What the task requires »
Copy out the lines below that hold the word "usize".

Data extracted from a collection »
---

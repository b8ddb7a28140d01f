//! Fixed-size pool of execution slots.
//!
//! Free contexts travel through a bounded FIFO channel: leasing is a
//! receive, releasing is a send. A context is owned by exactly one
//! [`SlotLease`] while it is out of the channel, so no other synchronisation
//! is needed. When every slot is leased, [`SlotPool::lease`] waits, which caps
//! the number of concurrent backend calls at the pool size.
//!
//! A lease goes back to the queue only through [`SlotLease::release`] (or,
//! as a last resort, when the lease is dropped). The dispatcher calls
//! `release` only after the bus has accepted the reply.

use std::sync::Arc;

use gateway::SlotId;
use tokio::sync::{mpsc, Mutex};

use crate::{CallContext, DispatchState, SlotError};

#[derive(Debug)]
struct FreeQueue {
    sender: mpsc::Sender<CallContext>,
    receiver: Mutex<mpsc::Receiver<CallContext>>,
}

impl FreeQueue {
    fn push(&self, mut context: CallContext) {
        let slot = context.slot();
        context.reset();
        // Capacity equals the number of contexts in existence, so this can
        // only fail if a context was duplicated.
        if let Err(e) = self.sender.try_send(context) {
            tracing::error!(%slot, error = %e, "Failed to return slot to the free queue");
        }
    }
}

/// Bounded set of reusable [`CallContext`]s.
#[derive(Debug, Clone)]
pub struct SlotPool {
    queue: Arc<FreeQueue>,
    size: usize,
}

impl SlotPool {
    /// Creates a pool with `size` idle slots, numbered `0..size`.
    ///
    /// # Errors
    ///
    /// [`SlotError::EmptyPool`] if `size` is zero.
    pub fn new(size: usize) -> Result<Self, SlotError> {
        if size == 0 {
            return Err(SlotError::EmptyPool);
        }
        let (sender, receiver) = mpsc::channel(size);
        for index in 0..size {
            sender
                .try_send(CallContext::new(SlotId::new(index)))
                .map_err(|_| SlotError::PoolClosed)?;
        }
        tracing::debug!(size, "Execution-slot pool initialised");
        Ok(Self {
            queue: Arc::new(FreeQueue {
                sender,
                receiver: Mutex::new(receiver),
            }),
            size,
        })
    }

    /// Waits for a free slot and takes ownership of its context.
    ///
    /// Waiters are served in arrival order.
    pub async fn lease(&self) -> Result<SlotLease, SlotError> {
        let context = {
            let mut receiver = self.queue.receiver.lock().await;
            receiver.recv().await.ok_or(SlotError::PoolClosed)?
        };
        tracing::debug!(slot = %context.slot(), "Slot leased");
        Ok(SlotLease {
            context,
            queue: Arc::clone(&self.queue),
            returned: false,
        })
    }

    /// Total number of slots.
    pub fn size(&self) -> usize {
        self.size
    }

    /// Number of slots currently waiting in the free queue.
    pub fn idle_slots(&self) -> usize {
        self.queue.sender.max_capacity() - self.queue.sender.capacity()
    }
}

/// Exclusive ownership of one execution slot.
#[derive(Debug)]
pub struct SlotLease {
    context: CallContext,
    queue: Arc<FreeQueue>,
    returned: bool,
}

impl SlotLease {
    /// The leased slot.
    pub fn slot(&self) -> SlotId {
        self.context.slot()
    }

    /// The slot's context.
    pub fn context(&self) -> &CallContext {
        &self.context
    }

    /// The slot's context, mutably.
    pub fn context_mut(&mut self) -> &mut CallContext {
        &mut self.context
    }

    /// Marks the dispatch released, clears the context, and returns the slot
    /// to the pool.
    ///
    /// Must only be called once the reply has been committed to the bus.
    pub fn release(mut self) {
        if self.context.is_bound() {
            if let Err(e) = self.context.advance(DispatchState::Released) {
                tracing::warn!(error = %e, "Releasing slot from an unexpected state");
            }
        }
        match self.context.leased_at() {
            Some(leased_at) => tracing::debug!(
                slot = %self.slot(),
                %leased_at,
                held_ms = leased_at.elapsed_ms(),
                calls_served = self.context.calls_served(),
                "Slot released"
            ),
            None => tracing::debug!(slot = %self.slot(), "Slot released"),
        }
        self.give_back();
    }

    fn give_back(&mut self) {
        let slot = self.context.slot();
        let context = std::mem::replace(&mut self.context, CallContext::new(slot));
        self.returned = true;
        self.queue.push(context);
    }
}

impl Drop for SlotLease {
    fn drop(&mut self) {
        if !self.returned {
            tracing::warn!(
                slot = %self.context.slot(),
                state = %self.context.state(),
                "Slot lease dropped without release; returning slot to the pool"
            );
            self.give_back();
        }
    }
}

---

Exercise response »
    size: usize,
    pub fn new(size: usize) -> Result<Self, SlotError> {
    pub fn size(&self) -> usize {
    pub fn idle_slots(&self) -> usize {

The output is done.